Combining Physician Expertise and Women’s Lived Experience to Educate Health Professionals about Preventing Fetal Alcohol Spectrum Disorders
Important paper in Maternal and Child Health Journal, Combining Physician Expertise and Women’s Lived Experience to Educate Health Professionals about Preventing Fetal Alcohol Spectrum Disorders, was written by Saloni Sapru/Westat, Kathy Mitchell/FASD United, and Tonya McFadden/ACOG. The publication describes findings from qualitative interviews with FASD United (NOFAS at the time) speakers with lived experience and ACOG ob-gyn FASD champions to evaluate the ongoing partnership between FASD United and ACOG to co-present at Grand Round presentations. This is from earlier projects funded by CDC and the interviews were conducted from 2019–2021. This collaboration between FASD United and ACOG continues through our currently funded projects which have added additional ways to measure the impact of these co-presentations.
Physician Champions from the American College of Obstetricians and Gynecologists (ACOG) and trained women Speakers from FASD United, who have given birth to a child with a fetal alcohol spectrum disorder (FASD), copresent to healthcare providers (HCPs) in medical residency programs as part of an educational intervention. They present FASDs as a biological and social problem surrounded by stigma that prevent pregnant women from talking openly to their HCPs about their alcohol use or alcohol use disorder (AUD) and getting the medical help they need.
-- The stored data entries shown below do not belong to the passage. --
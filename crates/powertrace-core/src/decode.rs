//! Tolerant decoding of telemetry logs.
//!
//! Logs are nominally one JSON object per line, but hand-edited or
//! pretty-printed files show up too. Decoding runs in two stages:
//!
//! 1. **Line mode**: every non-blank line must decode to a JSON object.
//! 2. **Stream mode**, only if line mode failed: consecutive JSON values are
//!    decoded from the raw text regardless of layout, whitespace between
//!    them skipped, until the text ends or the remainder cannot be decoded.

use serde_json::{Deserializer, Map, Value};

use crate::error::{Error, Result};

/// Which stage produced the decoded objects.
#[derive(Debug, Clone, Copy, PartialEq, Eq)]
pub enum DecodeMode {
    Lines,
    Stream,
}

/// Decode raw telemetry text into generic JSON objects.
///
/// Fails with [`Error::ParseFailure`] if neither stage yields an object.
pub fn decode_records(text: &str) -> Result<Vec<Map<String, Value>>> {
    decode_records_with_mode(text).map(|(objects, _)| objects)
}

/// Like [`decode_records`], also reporting which stage succeeded.
pub fn decode_records_with_mode(text: &str) -> Result<(Vec<Map<String, Value>>, DecodeMode)> {
    let text = text.strip_prefix('\u{feff}').unwrap_or(text);

    let (objects, mode) = match decode_lines(text) {
        Ok(objects) => (objects, DecodeMode::Lines),
        Err(line_no) => {
            log::info!("line {line_no} is not a JSON object; falling back to stream decoding");
            (decode_stream(text), DecodeMode::Stream)
        }
    };

    if objects.is_empty() {
        return Err(Error::ParseFailure {
            reason: if text.trim().is_empty() {
                "input is empty".to_string()
            } else {
                "no JSON objects found".to_string()
            },
        });
    }
    log::debug!("decoded {} object(s) in {mode:?} mode", objects.len());
    Ok((objects, mode))
}

/// Stage 1. Returns the 1-based number of the first line that did not decode.
fn decode_lines(text: &str) -> std::result::Result<Vec<Map<String, Value>>, usize> {
    let mut objects = Vec::new();
    for (i, line) in text.lines().enumerate() {
        let line = line.trim();
        if line.is_empty() {
            continue;
        }
        match serde_json::from_str::<Value>(line) {
            Ok(Value::Object(obj)) => objects.push(obj),
            _ => return Err(i + 1),
        }
    }
    Ok(objects)
}

/// Stage 2. Decodes values back to back; stops at the first undecodable byte.
fn decode_stream(text: &str) -> Vec<Map<String, Value>> {
    let mut objects = Vec::new();
    let mut stream = Deserializer::from_str(text).into_iter::<Value>();
    loop {
        match stream.next() {
            Some(Ok(Value::Object(obj))) => objects.push(obj),
            Some(Ok(other)) => {
                log::debug!("skipping non-object JSON value: {other}");
            }
            Some(Err(e)) => {
                let offset = stream.byte_offset();
                log::warn!(
                    "stopped decoding at byte {offset} of {}: {e}",
                    text.len()
                );
                break;
            }
            None => break,
        }
    }
    objects
}

#[cfg(test)]
mod tests {
    use super::*;

    #[test]
    fn line_mode_skips_blank_lines() {
        let text = "{\"timestamp\": \"a\"}\n\n   \n{\"timestamp\": \"b\"}\n";
        let (objects, mode) = decode_records_with_mode(text).unwrap();
        assert_eq!(mode, DecodeMode::Lines);
        assert_eq!(objects.len(), 2);
        assert_eq!(objects[1]["timestamp"], "b");
    }

    #[test]
    fn pretty_printed_object_falls_back_to_stream() {
        let text = "{\n  \"timestamp\": \"2025-07-30T16:39:41\",\n  \"power_watts\": 100.0\n}";
        let (objects, mode) = decode_records_with_mode(text).unwrap();
        assert_eq!(mode, DecodeMode::Stream);
        assert_eq!(objects.len(), 1);
        assert_eq!(objects[0]["power_watts"], 100.0);
    }

    #[test]
    fn concatenated_objects_without_newlines() {
        let text = "{\"timestamp\":\"a\"}{\"timestamp\":\"b\"}  {\"timestamp\":\"c\"}";
        let objects = decode_records(text).unwrap();
        assert_eq!(objects.len(), 3);
    }

    #[test]
    fn stream_mode_keeps_values_before_garbage() {
        let text = "{\n\"timestamp\": \"a\"\n}\n{\"timestamp\": \"b\"}\n#### truncated";
        let objects = decode_records(text).unwrap();
        assert_eq!(objects.len(), 2);
    }

    #[test]
    fn stream_mode_skips_non_objects() {
        let text = "[1, 2]\n{\n\"timestamp\": \"a\"\n}";
        let objects = decode_records(text).unwrap();
        assert_eq!(objects.len(), 1);
    }

    #[test]
    fn empty_input_is_parse_failure() {
        assert!(matches!(
            decode_records(""),
            Err(Error::ParseFailure { .. })
        ));
        assert!(matches!(
            decode_records("\n \n"),
            Err(Error::ParseFailure { .. })
        ));
    }

    #[test]
    fn undecodable_input_is_parse_failure() {
        let err = decode_records("this is not json").unwrap_err();
        assert!(matches!(err, Error::ParseFailure { .. }));
    }

    #[test]
    fn leading_bom_is_ignored() {
        let text = "\u{feff}{\"timestamp\": \"a\"}\n";
        let (objects, mode) = decode_records_with_mode(text).unwrap();
        assert_eq!(mode, DecodeMode::Lines);
        assert_eq!(objects.len(), 1);
    }
}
Semi-structured interviews were conducted with 10 ACOG Champions and nine FASD United Speakers and a thematic analysis assessed how the co-presentations can enhance HCPs’ understanding about FASDs and address stigma associated with alcohol use during pregnancy.
Interview findings indicated that both Champions and Speakers emphasized the need for HCPs to be nonjudgmental and create a safe space for open dialogue. They reported that residents were moved by mothers’ personal stories, wanted to understand AUD better, and asked about the type of help HCPs can offer women.
Combining physicians’ expertise with mothers’ personal stories of lived experiences of FASDs directed at residents, who are more reflective and open at this phase of their careers, moved them from a fact-based to an empathy-based approach to learning that is critical to address the stigma surrounding women who may be using alcohol or struggling with an AUD during pregnancy. Collaboration between national organizations allowed this intervention to be widely implemented across the country.